5/ The difference in a given outcome (for example death) between the 2 groups is the estimate of the effect of the treatment. If 4% of the treatment group and 12% of the control group died, then the "relative reduction effect" was 67%, meaning the % of death was reduced by 2/3
6 / Small RCTs have small samples and are subject to plenty of statistical “noise” (i.e., “good or bad luck”). Organizing very large RCTs is expensive and cumbersome. Only large pharma companies and state bureaucracies can do that. For cheap generic drugs this very rarely happens
7/ With only small or medium-size RCTs one does a “metanalysis”. A metanalysis pools the data from several smaller RCTs, then analyses them jointly to obtain more precise estimates of both the *size* of the effect and of the *probability* that it actually exists.
8/ In a metanalysis the “forest plot" shows the estimates of each RCT and of the pooled analysis. (In the screenshot: effect on death from the Bryant-Lawrie metanalysis.) Image
9/ Diamonds to the left of the vertical line show that the ivermectin group did better than the control group in that RCT. The bottom diamond is the joint, pooled result of all the RCTs.
10/ All of the RCTs above show reductions in death, with two exceptions: Rezai, a tiny RCT (so with a lot of room for luck, good or bad) with 1 death in IVM group and 0 deaths in control; and Fonseca/Galan, an RCT in severe hospitalized patients where the groups essentially tied.
11/ The pooled estimate of the Bryant-Lawrie metanalysis is an 72% relative reduction in deaths. Kory at al reaches a similar estimates. So does the data from every comprehensive metanalysis of ivermectin for covid in early treatment.
12/ Now for *safety* of ivermectin: it is extremely safe in adequate doses. The pre-covid (therefore pre-politization) literature tested safety with doses even 10x the doses typically used for covid, see for instance the linked paper

ascpt.onlinelibrary.wiley.com/doi/full/10.10…
13/ Also regarding safety, Merck has donated more than 4 billion [sic] doses to Africa and other countries. (More on Merck and ivermectin further down the thread).

mectizan.org/partners/merck/ Image
14/ Now for a few caveats. First, it’s not clear how much or whether ivermcetin is effective in *severe* hospitalized patients. The Fonseca/Galan et al RCT is fairly small but suggests it might not be effective in that very advanced stage: tandfonline.com/doi/full/10.10…
15/ Second caveat: some advocates have overreached in claiming that ivermectin will “end the pandemic”. The RCT data show it won’t, but will reduce GREATLY the number of deaths (as it is currently doing in Mexico city, parts of India and a growing number of regions and countries)
16/ Third caveat: even if the true mortality efficacy of ivermectin for early covid is actually close to the 70% relative reduction found in the metanalyses above is correct, this is still well below the mortality reduction of the main vaccines.
17/ Choosing BETWEEN early treatment and vaccines is a false dichotomy. BOTH should be used, given good safety profiles. Lots of people who don’t have access to vaccines yet. This includes as of now most people in my country, Brazil, where about 2000 people are dying each day.
18/ Treatment is for those with covid; vaccines are for the broad population (with priority for at-risk groups). The tribal dispute between treatment proponents and vaccination proponents is one of the most irrational and destructive tribalisms humanity has ever witnessed.
19/ Ivermectin has both antiviral and antinflammatory properties. This makes it specially suited for covid in early phases of disease.

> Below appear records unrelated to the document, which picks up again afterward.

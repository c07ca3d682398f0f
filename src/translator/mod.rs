// Translator descriptors, definition files and the records built from them

pub mod definition;
pub mod name;
pub mod reader;

pub use definition::{split_command_line, GenerationMode, TranslatorAction, TranslatorDefinition};
pub use name::{TranslatorName, LAYERS_MODIFIER, TEX_MODIFIER};
pub use reader::{
    parse_definition_file_name, DefinitionEntries, DefinitionEntry, DefinitionFormat,
    DefinitionReader, EntryValue, LineDefinitionReader, YamlDefinitionReader,
    DEFINITION_EXTENSION,
};
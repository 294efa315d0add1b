//! Health check endpoints

use axum::{extract::State, Json};
use serde::Serialize;
use utoipa::ToSchema;

use crate::error::AppResult;

#[derive(Serialize, ToSchema)]
pub struct HealthResponse {
    /// Current status of the service
    pub status: String,
    /// Version of the service
    pub version: String,
}

/// Health check endpoint
#[utoipa::path(
    get,
    path = "/health",
    tag = "health",
    responses(
        (status = 200, description = "Service is healthy", body = HealthResponse)
    )
)]
pub async fn health_check() -> Json<HealthResponse> {
    Json(HealthResponse {
        status: "healthy".to_string(),
        version: env!("CARGO_PKG_VERSION").to_string(),
    })
}

/// Readiness check endpoint (checks database connectivity)
#[utoipa::path(
    get,
    path = "/ready",
    tag = "health",
    responses(
        (status = 200, description = "Service is ready", body = HealthResponse),
        (status = 500, description = "Database unreachable")
    )
)]
pub async fn readiness_check(
    State(state): State<crate::AppState>,
) -> AppResult<Json<HealthResponse>> {
    state.services.ping_database().await?;

    Ok(Json(HealthResponse {
        status: "ready".to_string(),
        version: env!("CARGO_PKG_VERSION").to_string(),
    }))
}
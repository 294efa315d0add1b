//! Booking lifecycle service
//!
//! Owns the booking state machine: creation against availability and
//! overlap rules, owner approval/rejection, booker cancellation, and
//! authorization for every transition.

use chrono::{DateTime, Utc};

use crate::{
    error::{AppError, AppResult},
    models::booking::{BookingDetails, BookingState, BookingStatus, CreateBooking},
    repository::{bookings::BookingRole, Repository},
};

/// Reject empty, inverted, and retroactive windows. Bookings reserve the
/// future; a window touching the past is refused outright.
fn validate_window(start: DateTime<Utc>, end: DateTime<Utc>, now: DateTime<Utc>) -> AppResult<()> {
    if start >= end {
        return Err(AppError::Validation(
            "Booking end must be after its start".to_string(),
        ));
    }
    if start < now || end < now {
        return Err(AppError::Validation(
            "Booking window must not be in the past".to_string(),
        ));
    }
    Ok(())
}

#[derive(Clone)]
pub struct BookingsService {
    repository: Repository,
}

impl BookingsService {
    pub fn new(repository: Repository) -> Self {
        Self { repository }
    }

    /// Create a booking in WAITING state.
    ///
    /// Only APPROVED bookings reserve the calendar: an overlapping WAITING
    /// request is accepted here and fails later at approval time instead.
    pub async fn create_booking(
        &self,
        booker_id: i64,
        request: CreateBooking,
    ) -> AppResult<BookingDetails> {
        self.repository.users.get_by_id(booker_id).await?;
        let item = self.repository.items.get_by_id(request.item_id).await?;

        validate_window(request.start, request.end, Utc::now())?;

        if item.owner_id == booker_id {
            return Err(AppError::Validation(
                "Owner cannot book their own item".to_string(),
            ));
        }
        if !item.available {
            return Err(AppError::Validation(format!(
                "Item {} is not available for booking",
                item.id
            )));
        }

        if self
            .repository
            .bookings
            .has_approved_overlap(item.id, request.start, request.end)
            .await?
        {
            return Err(AppError::Conflict(format!(
                "Item {} already has an approved booking in that window",
                item.id
            )));
        }

        let id = self
            .repository
            .bookings
            .create(booker_id, item.id, request.start, request.end)
            .await?;

        tracing::info!(booking_id = id, item_id = item.id, booker_id, "Booking created");

        self.repository.bookings.get_details(id).await
    }

    /// Approve or reject a WAITING booking. Only the item's owner may
    /// decide; the decision itself is serialized per item in the repository.
    pub async fn decide(
        &self,
        owner_id: i64,
        booking_id: i64,
        approve: bool,
    ) -> AppResult<BookingDetails> {
        let booking = self.repository.bookings.get_by_id(booking_id).await?;
        let item = self.repository.items.get_by_id(booking.item_id).await?;

        if item.owner_id != owner_id {
            return Err(AppError::Forbidden(format!(
                "User {} does not own item {}",
                owner_id, item.id
            )));
        }
        if booking.status != BookingStatus::Waiting {
            return Err(AppError::Validation(format!(
                "Booking {} is already decided ({})",
                booking_id, booking.status
            )));
        }

        self.repository
            .bookings
            .decide(booking_id, item.id, approve)
            .await?;

        tracing::info!(booking_id, owner_id, approve, "Booking decided");

        self.repository.bookings.get_details(booking_id).await
    }

    /// Cancel a WAITING or APPROVED booking. Only the booker may cancel.
    pub async fn cancel(&self, booker_id: i64, booking_id: i64) -> AppResult<BookingDetails> {
        let booking = self.repository.bookings.get_by_id(booking_id).await?;

        if booking.booker_id != booker_id {
            return Err(AppError::Forbidden(format!(
                "User {} is not the booker of booking {}",
                booker_id, booking_id
            )));
        }
        if !booking.status.can_transition_to(BookingStatus::Canceled) {
            return Err(AppError::Validation(format!(
                "Booking {} cannot be canceled from {}",
                booking_id, booking.status
            )));
        }

        self.repository
            .bookings
            .update_status(booking_id, booking.status, BookingStatus::Canceled)
            .await?;

        tracing::info!(booking_id, booker_id, "Booking canceled");

        self.repository.bookings.get_details(booking_id).await
    }

    /// Get a booking, readable only by its booker or the item's owner
    pub async fn get_booking(&self, viewer_id: i64, booking_id: i64) -> AppResult<BookingDetails> {
        let booking = self.repository.bookings.get_by_id(booking_id).await?;
        let item = self.repository.items.get_by_id(booking.item_id).await?;

        if booking.booker_id != viewer_id && item.owner_id != viewer_id {
            return Err(AppError::Forbidden(format!(
                "User {} may not view booking {}",
                viewer_id, booking_id
            )));
        }

        self.repository.bookings.get_details(booking_id).await
    }

    /// List bookings for a user as booker or owner, by state category
    pub async fn list_bookings(
        &self,
        user_id: i64,
        role: BookingRole,
        state: BookingState,
    ) -> AppResult<Vec<BookingDetails>> {
        self.repository.users.get_by_id(user_id).await?;
        self.repository
            .bookings
            .find_for_user(user_id, role, state)
            .await
    }
}
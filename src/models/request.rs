//! Item request model and related types

use chrono::{DateTime, Utc};
use serde::{Deserialize, Serialize};
use sqlx::FromRow;
use utoipa::ToSchema;
use validator::Validate;

/// Item request model from database
#[derive(Debug, Clone, Serialize, Deserialize, FromRow, ToSchema)]
pub struct ItemRequest {
    pub id: i64,
    pub description: String,
    pub requester_id: i64,
    pub created: DateTime<Utc>,
}

/// Item created in answer to a request
#[derive(Debug, Clone, Serialize, FromRow, ToSchema)]
pub struct RequestAnswer {
    pub item_id: i64,
    pub name: String,
    pub owner_id: i64,
}

/// Request with its answers, for display
#[derive(Debug, Clone, Serialize, ToSchema)]
pub struct RequestDetails {
    #[serde(flatten)]
    pub request: ItemRequest,
    pub items: Vec<RequestAnswer>,
}

/// Create request payload
#[derive(Debug, Clone, Deserialize, Validate, ToSchema)]
pub struct CreateRequest {
    #[validate(length(min = 1, message = "description must not be blank"))]
    pub description: String,
}
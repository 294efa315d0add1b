//! Booking model, lifecycle status and time-window helpers

use chrono::{DateTime, Utc};
use serde::{Deserialize, Serialize};
use sqlx::{Decode, Encode, FromRow, Postgres};
use utoipa::ToSchema;

use super::item::ItemShort;
use super::user::UserShort;

/// Lifecycle status of a booking.
///
/// A booking starts in `Waiting`. The item's owner decides it
/// (`Waiting -> Approved` or `Waiting -> Rejected`); the booker may cancel
/// it while it is still pending or after approval
/// (`Waiting -> Canceled`, `Approved -> Canceled`). `Rejected` and
/// `Canceled` are terminal. No other transition exists.
#[derive(Debug, Clone, Copy, PartialEq, Eq, Serialize, Deserialize, ToSchema)]
#[serde(rename_all = "UPPERCASE")]
pub enum BookingStatus {
    Waiting,
    Approved,
    Rejected,
    Canceled,
}

impl BookingStatus {
    pub fn as_str(&self) -> &'static str {
        match self {
            BookingStatus::Waiting => "WAITING",
            BookingStatus::Approved => "APPROVED",
            BookingStatus::Rejected => "REJECTED",
            BookingStatus::Canceled => "CANCELED",
        }
    }

    /// Single source of truth for legal status transitions.
    pub fn can_transition_to(self, next: BookingStatus) -> bool {
        matches!(
            (self, next),
            (BookingStatus::Waiting, BookingStatus::Approved)
                | (BookingStatus::Waiting, BookingStatus::Rejected)
                | (BookingStatus::Waiting, BookingStatus::Canceled)
                | (BookingStatus::Approved, BookingStatus::Canceled)
        )
    }
}

impl std::fmt::Display for BookingStatus {
    fn fmt(&self, f: &mut std::fmt::Formatter<'_>) -> std::fmt::Result {
        write!(f, "{}", self.as_str())
    }
}

impl std::str::FromStr for BookingStatus {
    type Err = String;

    fn from_str(s: &str) -> Result<Self, Self::Err> {
        match s.to_uppercase().as_str() {
            "WAITING" => Ok(BookingStatus::Waiting),
            "APPROVED" => Ok(BookingStatus::Approved),
            "REJECTED" => Ok(BookingStatus::Rejected),
            "CANCELED" => Ok(BookingStatus::Canceled),
            _ => Err(format!("Invalid booking status: {}", s)),
        }
    }
}

// SQLx conversion for BookingStatus (stored as text)
impl sqlx::Type<Postgres> for BookingStatus {
    fn type_info() -> sqlx::postgres::PgTypeInfo {
        <String as sqlx::Type<Postgres>>::type_info()
    }
}

impl<'r> Decode<'r, Postgres> for BookingStatus {
    fn decode(value: sqlx::postgres::PgValueRef<'r>) -> Result<Self, sqlx::error::BoxDynError> {
        let s: String = Decode::<Postgres>::decode(value)?;
        s.parse().map_err(|e: String| e.into())
    }
}

impl Encode<'_, Postgres> for BookingStatus {
    fn encode_by_ref(&self, buf: &mut sqlx::postgres::PgArgumentBuffer) -> sqlx::encode::IsNull {
        let s: String = self.as_str().to_string();
        <String as Encode<Postgres>>::encode(s, buf)
    }
}

/// State category used when listing bookings
#[derive(Debug, Clone, Copy, PartialEq, Eq, Deserialize, ToSchema)]
#[serde(rename_all = "UPPERCASE")]
pub enum BookingState {
    All,
    Current,
    Past,
    Future,
    Waiting,
    Rejected,
}

impl std::str::FromStr for BookingState {
    type Err = String;

    fn from_str(s: &str) -> Result<Self, Self::Err> {
        match s.to_uppercase().as_str() {
            "ALL" => Ok(BookingState::All),
            "CURRENT" => Ok(BookingState::Current),
            "PAST" => Ok(BookingState::Past),
            "FUTURE" => Ok(BookingState::Future),
            "WAITING" => Ok(BookingState::Waiting),
            "REJECTED" => Ok(BookingState::Rejected),
            _ => Err(format!("Unknown state: {}", s)),
        }
    }
}

/// True when two half-open windows [a_start, a_end) and [b_start, b_end)
/// share at least one instant.
pub fn windows_overlap(
    a_start: DateTime<Utc>,
    a_end: DateTime<Utc>,
    b_start: DateTime<Utc>,
    b_end: DateTime<Utc>,
) -> bool {
    a_start < b_end && b_start < a_end
}

/// Booking model from database
#[derive(Debug, Clone, Serialize, Deserialize, FromRow)]
pub struct Booking {
    pub id: i64,
    pub item_id: i64,
    pub booker_id: i64,
    pub start_date: DateTime<Utc>,
    pub end_date: DateTime<Utc>,
    pub status: BookingStatus,
}

/// Booking with booker and item attached, for display
#[derive(Debug, Clone, Serialize, ToSchema)]
pub struct BookingDetails {
    pub id: i64,
    pub start: DateTime<Utc>,
    pub end: DateTime<Utc>,
    pub status: BookingStatus,
    pub booker: UserShort,
    pub item: ItemShort,
}

/// Create booking request
#[derive(Debug, Clone, Deserialize, ToSchema)]
pub struct CreateBooking {
    pub item_id: i64,
    pub start: DateTime<Utc>,
    pub end: DateTime<Utc>,
}

/// Earliest/latest approved windows around a point in time, shown on an
/// item's detail view for its owner
#[derive(Debug, Clone, Copy, Default, Serialize, ToSchema)]
pub struct BookingWindow {
    /// End of the most recently finished approved booking
    pub last_booking: Option<DateTime<Utc>>,
    /// Start of the next upcoming approved booking
    pub next_booking: Option<DateTime<Utc>>,
}

#[cfg(test)]
mod tests {
    use super::*;
    use chrono::TimeZone;

    fn ts(h: u32) -> DateTime<Utc> {
        Utc.with_ymd_and_hms(2026, 6, 1, h, 0, 0).unwrap()
    }

    #[test]
    fn waiting_can_be_decided_or_canceled() {
        assert!(BookingStatus::Waiting.can_transition_to(BookingStatus::Approved));
        assert!(BookingStatus::Waiting.can_transition_to(BookingStatus::Rejected));
        assert!(BookingStatus::Waiting.can_transition_to(BookingStatus::Canceled));
    }

    #[test]
    fn approved_can_only_be_canceled() {
        assert!(BookingStatus::Approved.can_transition_to(BookingStatus::Canceled));
        assert!(!BookingStatus::Approved.can_transition_to(BookingStatus::Approved));
        assert!(!BookingStatus::Approved.can_transition_to(BookingStatus::Rejected));
        assert!(!BookingStatus::Approved.can_transition_to(BookingStatus::Waiting));
    }

    #[test]
    fn terminal_states_have_no_transitions() {
        for terminal in [BookingStatus::Rejected, BookingStatus::Canceled] {
            for next in [
                BookingStatus::Waiting,
                BookingStatus::Approved,
                BookingStatus::Rejected,
                BookingStatus::Canceled,
            ] {
                assert!(!terminal.can_transition_to(next), "{terminal} -> {next}");
            }
        }
    }

    #[test]
    fn status_round_trips_through_text() {
        for status in [
            BookingStatus::Waiting,
            BookingStatus::Approved,
            BookingStatus::Rejected,
            BookingStatus::Canceled,
        ] {
            assert_eq!(status.as_str().parse::<BookingStatus>().unwrap(), status);
        }
        assert!("PENDING".parse::<BookingStatus>().is_err());
    }

    #[test]
    fn state_filter_parses_case_insensitively() {
        assert_eq!("future".parse::<BookingState>().unwrap(), BookingState::Future);
        assert_eq!("ALL".parse::<BookingState>().unwrap(), BookingState::All);
        assert!("SOON".parse::<BookingState>().is_err());
    }

    #[test]
    fn overlap_is_half_open() {
        // [10, 12) and [12, 14) only touch at the boundary
        assert!(!windows_overlap(ts(10), ts(12), ts(12), ts(14)));
        assert!(windows_overlap(ts(10), ts(12), ts(11), ts(14)));
        assert!(windows_overlap(ts(10), ts(14), ts(11), ts(12)));
        assert!(windows_overlap(ts(11), ts(12), ts(10), ts(14)));
        assert!(!windows_overlap(ts(10), ts(11), ts(12), ts(13)));
    }
}
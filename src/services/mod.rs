//! Business logic services

pub mod bookings;
pub mod items;
pub mod requests;
pub mod users;

use crate::{error::AppResult, repository::Repository};

/// Container for all services
#[derive(Clone)]
pub struct Services {
    pub users: users::UsersService,
    pub items: items::ItemsService,
    pub requests: requests::RequestsService,
    pub bookings: bookings::BookingsService,
    repository: Repository,
}

impl Services {
    /// Create all services with the given repository
    pub fn new(repository: Repository) -> Self {
        Self {
            users: users::UsersService::new(repository.clone()),
            items: items::ItemsService::new(repository.clone()),
            requests: requests::RequestsService::new(repository.clone()),
            bookings: bookings::BookingsService::new(repository.clone()),
            repository,
        }
    }

    /// Check database connectivity
    pub async fn ping_database(&self) -> AppResult<()> {
        self.repository.ping().await
    }
}
//! Item requests repository for database operations

use sqlx::{Pool, Postgres};

use crate::{
    error::{AppError, AppResult},
    models::request::{ItemRequest, RequestAnswer},
};

#[derive(Clone)]
pub struct RequestsRepository {
    pool: Pool<Postgres>,
}

impl RequestsRepository {
    pub fn new(pool: Pool<Postgres>) -> Self {
        Self { pool }
    }

    /// Get request by ID
    pub async fn get_by_id(&self, id: i64) -> AppResult<ItemRequest> {
        sqlx::query_as::<_, ItemRequest>("SELECT * FROM requests WHERE id = $1")
            .bind(id)
            .fetch_optional(&self.pool)
            .await?
            .ok_or_else(|| AppError::NotFound(format!("Request with id {} not found", id)))
    }

    /// Create a new request
    pub async fn create(&self, requester_id: i64, description: &str) -> AppResult<ItemRequest> {
        sqlx::query_as::<_, ItemRequest>(
            r#"
            INSERT INTO requests (description, requester_id)
            VALUES ($1, $2)
            RETURNING id, description, requester_id, created
            "#,
        )
        .bind(description)
        .bind(requester_id)
        .fetch_one(&self.pool)
        .await
        .map_err(AppError::Database)
    }

    /// Own requests, newest first
    pub async fn find_by_requester(&self, requester_id: i64) -> AppResult<Vec<ItemRequest>> {
        let requests = sqlx::query_as::<_, ItemRequest>(
            "SELECT * FROM requests WHERE requester_id = $1 ORDER BY created DESC",
        )
        .bind(requester_id)
        .fetch_all(&self.pool)
        .await?;

        Ok(requests)
    }

    /// Other users' requests, newest first
    pub async fn find_by_other_requesters(&self, requester_id: i64) -> AppResult<Vec<ItemRequest>> {
        let requests = sqlx::query_as::<_, ItemRequest>(
            "SELECT * FROM requests WHERE requester_id != $1 ORDER BY created DESC",
        )
        .bind(requester_id)
        .fetch_all(&self.pool)
        .await?;

        Ok(requests)
    }

    /// Items created in answer to a request
    pub async fn find_answers(&self, request_id: i64) -> AppResult<Vec<RequestAnswer>> {
        let answers = sqlx::query_as::<_, RequestAnswer>(
            r#"
            SELECT id as item_id, name, owner_id
            FROM items
            WHERE request_id = $1
            ORDER BY id
            "#,
        )
        .bind(request_id)
        .fetch_all(&self.pool)
        .await?;

        Ok(answers)
    }
}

Here Eli Schwartz of Tel Aviv University explains the antiviral properties found in his RCT:

20/ Roughly speaking, the “p-value” of an RCT gives the certainty of the effect found in a given RCT. An RCT where the ivermectin group does better than the control group with p-value > 0.05 is NOT evidence *against* efficacy, but instead (weak, by itself) evidence *for* it.
21/ Lots of weak evidence constitutes strong evidence; this is what the ivermectin metanalyses show. The effect is often so strong that p<0.05 is attained even in isolated small RCTs. Jointl, the RCTs yield very strong evidence of efficacy (when early, adequate doses etc)
22/ This Nature paper explains among other things the basic “bright-line fallacy” of mistaking weak evidence for efficacy for (strong) evidence against efficacy:

nature.com/articles/d4158…
23/ Another point: “preprints don’t count” is science-as-bureaucracy, a lawyer’s argument. Data, duly parsed, speaks. The ivermectin RCT data speaks volumes: there were large, consistent reductions in mortality in the early treatment and moderate hospitalized RCTs.
24/ In any case, there are several of peer-reviewed RCTs by now. The Mahmud, Okumus, and Chaccour RCTs are already published at this point. The Lopez-Medina RCT published in JAMA had 0 deaths in IVM group and one in control group (also less clinical deterioration etc). And so on.
25/ By the way, the Bryant-Lawrie metanalysis (item 3 in this thread) has been accepted for publication in a peer-reviewed journal. The Kory et al review (item 2) is already published. Others are forthcoming.
26/ Arguing for the blanket exclusion of the RCTs as “low quality” is a copout. For a “hard”, unambiguous outcome such as death, only massive, coordinated fraud across continents by the researchers running these RCTs would explain these results.
27/ Here is a video interview of Lawrie (of the Bryant-Lawrie metanalysis) addressing these and other issues:
28/ In addition to all the (human) RCTs, there is also an "animal model" study on mice published in Nature Scientific Communications indicating efficacy (in an animal study the subjects can be autopsied, yielding finer data on organ damage and so on):

nature.com/articles/s4159…
29/ In 2015 Satoshi Omura won the Nobel Prize in Medicine for having among other things discovered ivermectin. In the paper below Omura et al argue and give a rationale for the mass use of ivermectin for covid:
jja-contents.wdc-jp.com/pdf/JJA74/74-1…
30/ Now for the notorious Merck note arguing that there is no effectiveness or safety data for ivermectin. On safety, Merck has donated > 1 billon doses. On effectiveness, see this whole thread.
31/ Ivermectin is cheap, abundant, and under no patent. Monulpiravir, on the other hand, is the (expensive, patented) antiviral that Merck is marketing. Do the math.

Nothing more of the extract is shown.